Value generally outperformed last week but the difference outside of large cap wasn’t much. Value has underperformed this year but continues to lead over the 3-year time horizon. The start of that outperformance trend was actually right during the onset of COVID in March of 2020. If you’re still waiting for value to start outperforming, you’re almost 4 years late. And by the way, value and growth trends tend to last a long time so I don’t think this one is done.

Real estate was the big winner for the week but materials, industrials, and financials weren’t far behind. Those aren’t areas that would seem logical if the economy is headed for recession soon. At the beginning of this year, the consensus was for a recession to start sometime this year and I suppose that could still prove true with a month to go, but when you look at that chart below notice that the only area in the YTD column with consistent red is under the defensive line. Just one more example of the market knowing better than any of the Wall Street gurus. 

Market Indicators/Economics

There are a lot of red arrows in the first section of the chart below but the only one that is really interesting is Credit Spreads which narrowed again last week. Spreads are essentially unchanged from the start of the Fed’s rate hiking campaign. The people who predicted that…are non-existent. 

The economic data for the week was positive because of one report. PCE prices, the Fed’s preferred measure of inflation, were flat month to month and up 3% over the last year. Doug Terry makes the point that headline inflation has been helped – a lot – by falling energy prices and that may come to an end. I tend to agree with him on that, but that doesn’t mean I think oil prices are about to surge. Doug’s point is that they don’t have to; even if they just stay the same, headline inflation will have a tougher time continuing to improve.

Inflation rates are falling now and that’s what the market is focused on and why it’s starting to price in some probability of rate cuts next year. That’s part of my “rates have peaked for this cycle thesis” but I have to say that so many people agreeing with me makes me uncomfortable. It just seems too easy. But the question is, if the market is surprised by inflation in the coming months, in which direction will the surprise be? Did you know that durable goods prices are down for five months in a row? And yes, I mean prices actually falling, not just rising at a slower pace.

New Home Sales

Dallas Fed Manufacturing Survey

Consumer Confidence

GDP Update

Unemployment Claims

Personal Income & Spending

Chicago Business Barometer

Construction Spending

ISM Manufacturing Survey

Global PMIs

The S&P 500 two years ago was concentrated and very expensive.
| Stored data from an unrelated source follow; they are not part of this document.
//! User interface module
//!
//! This module handles UI state management, the Mission Control panel,
//! and toast notifications for the egui-based user interface.

use bevy::prelude::*;
use bevy_egui::EguiPrimaryContextPass;

pub mod panel;
pub mod state;
pub mod toast;

pub use state::PanelUi;
pub use toast::{Notice, Toasts};

/// Plugin for user interface management
pub struct UiPlugin;

impl Plugin for UiPlugin {
    fn build(&self, app: &mut App) {
        app.init_resource::<PanelUi>()
            .init_resource::<Toasts>()
            .add_event::<Notice>()
            .add_systems(Update, toast::collect_notices)
            .add_systems(
                EguiPrimaryContextPass,
                (panel::control_panel_system, toast::render_toasts),
            );
    }
}
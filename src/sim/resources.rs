//! Mutable speed state shared between the UI and the motion systems.

use bevy::prelude::*;

use crate::catalog::{self, PLANETS};

/// Per-body speed multipliers, index-aligned with [`PLANETS`].
///
/// Written by the control panel, read by the orbit system every frame.
/// Writes are clamped here so no caller can smuggle in an out-of-range
/// value.
#[derive(Resource)]
pub struct OrbitSpeeds(Vec<f32>);

impl Default for OrbitSpeeds {
    fn default() -> Self {
        Self(PLANETS.iter().map(|body| body.base_speed).collect())
    }
}

impl OrbitSpeeds {
    /// Multiplier for the body at `index`, 1.0 for an unknown index.
    pub fn get(&self, index: usize) -> f32 {
        self.0.get(index).copied().unwrap_or(1.0)
    }

    /// Set the multiplier for `index`, clamped to the control range.
    pub fn set(&mut self, index: usize, value: f32) {
        if let Some(slot) = self.0.get_mut(index) {
            *slot = catalog::clamp_speed(value);
        }
    }

    /// Restore every multiplier to its catalog default.
    pub fn reset(&mut self) {
        for (slot, body) in self.0.iter_mut().zip(PLANETS) {
            *slot = body.base_speed;
        }
    }
}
Today the index isn’t outrageously expensive at nearly 19 times earnings but given the expected growth rate of earnings, it is far from cheap. But the index is more concentrated today than it was then and very dependent on the performance of the technology sector. The only time it has been more concentrated was just before the dot com bust when tech got as high as 30% of the index and we know what happened then. The long-term average tech weighting is around 19%.

That’s the bad news. The good news is that you don’t have to own the S&P 500 even if most people think of it as “the market”. It is an unsystematic risk, one that can be mitigated through diversification. If history is a guide, the allocation to tech will revert to the long-term mean and the top 10 holdings will turn over. Only one of the top 10 from 2003 is still in the index – Microsoft. Only 4 remain from 2013. And when we look back 10 years from now, I suspect you’ll see something similar. Plan accordingly.